Now, my reviews. From the hemp-infused variety, I tried the Nite Nite and Period patches, and on the plant side, I tested B12 Awake.
First up, the B12 Awake (plant-based) patch, which contains B12, green tea extract and caffeine. Steadying out my energy levels throughout the day and just increasing them altogether is something I am constantly struggling with, so I was most excited about this patch. I placed it on the inside of my wrist, as directed, and prayed for a caffeine-like rush, sans crash, but…nothing. A few hours in, I felt a bit jittery and shaky (or was I just imagining it?), but all in all this wasn’t my favorite of the patches. I do wonder, though, that if with continued use of this patch over time my body would respond to it differently.
Next, the two hemp-infused patches. These guys, at least for me, were much stronger than their plant counterparts (probably also why they are more expensive). The Nite Nite patch in particular knocked me out within an hour of sticking it onto my wrist, like I just took a seriously large dose of melatonin—which is, in fact, formulated into the patch. The only ingredients listed on the back of this patch are melatonin and 15mg of industrial hemp cannabidiol, but they certainly get the job done. I slept incredibly well that night, and the next morning I simply peeled off the patch, no grogginess left behind.

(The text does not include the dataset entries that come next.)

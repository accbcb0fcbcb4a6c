use std::collections::VecDeque;
use std::sync::Mutex;
use std::time::Duration;

use dashmap::DashMap;

use crate::transport::{Method, Transport, TransportError, TransportRequest, TransportResponse};

/// One scripted response for the fake transport.
#[derive(Debug, Clone)]
pub struct FakeOutcome {
    pub status: u16,
    pub body: String,
    pub latency: Duration,
}

impl FakeOutcome {
    pub fn ok(body: impl Into<String>) -> Self {
        Self::status(200, body)
    }

    pub fn status(status: u16, body: impl Into<String>) -> Self {
        Self {
            status,
            body: body.into(),
            latency: Duration::ZERO,
        }
    }

    pub fn with_latency(mut self, latency: Duration) -> Self {
        self.latency = latency;
        self
    }
}

// Scriptable transport for tests and demos. Responses are consumed per
// route in FIFO order; every request is recorded in arrival order so tests
// can assert on replay ordering and headers.
#[derive(Default)]
pub struct FakeTransport {
    scripts: DashMap<String, VecDeque<FakeOutcome>>,
    log: Mutex<Vec<TransportRequest>>,
}

impl FakeTransport {
    pub fn new() -> Self {
        Self::default()
    }

    fn route(method: Method, url: &str) -> String {
        format!("{} {}", method, url)
    }

    pub fn script(&self, method: Method, url: &str, outcome: FakeOutcome) {
        self.scripts
            .entry(Self::route(method, url))
            .or_default()
            .push_back(outcome);
    }

    /// Requests seen so far, in arrival order.
    pub fn log(&self) -> Vec<TransportRequest> {
        self.log.lock().map(|l| l.clone()).unwrap_or_default()
    }

    /// Count of requests seen for one route.
    pub fn calls_to(&self, method: Method, url: &str) -> usize {
        self.log()
            .iter()
            .filter(|r| r.method == method && r.url == url)
            .count()
    }
}

#[async_trait::async_trait]
impl Transport for FakeTransport {
    async fn send(&self, request: TransportRequest) -> Result<TransportResponse, TransportError> {
        let route = Self::route(request.method, &request.url);

        let outcome = self
            .scripts
            .get_mut(&route)
            .and_then(|mut q| q.pop_front());

        if let Ok(mut log) = self.log.lock() {
            log.push(request);
        }

        match outcome {
            Some(outcome) => {
                if outcome.latency > Duration::ZERO {
                    tokio::time::sleep(outcome.latency).await;
                }
                Ok(TransportResponse {
                    status: outcome.status,
                    body: outcome.body,
                })
            }
            None => Err(TransportError::Connection(format!(
                "no scripted response for {}",
                route
            ))),
        }
    }
}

The one that most pleasantly surprised me the most was the Period patch, which is infused with 15 mg premium hemp extract, black cohosh and menthol. I always get really painful cramps and usually end up reaching for Tylenol for four days straight, so I didn't have high hopes that a single patch would help all that much—but I was wrong. I placed this patch on my abdomen, as directed, and within an hour I could feel the menthol starting to tingle and my pain starting to fade ever so slightly. However, at $12 per patch (each one lasts for up to 12 hours), this is a pretty expensive period-pain management plan.
All in all, transdermal patches do really work, and these hemp-infused ones are no exception—although I’d be curious to try them repeatedly to see whether or not the effects get stronger with continued use.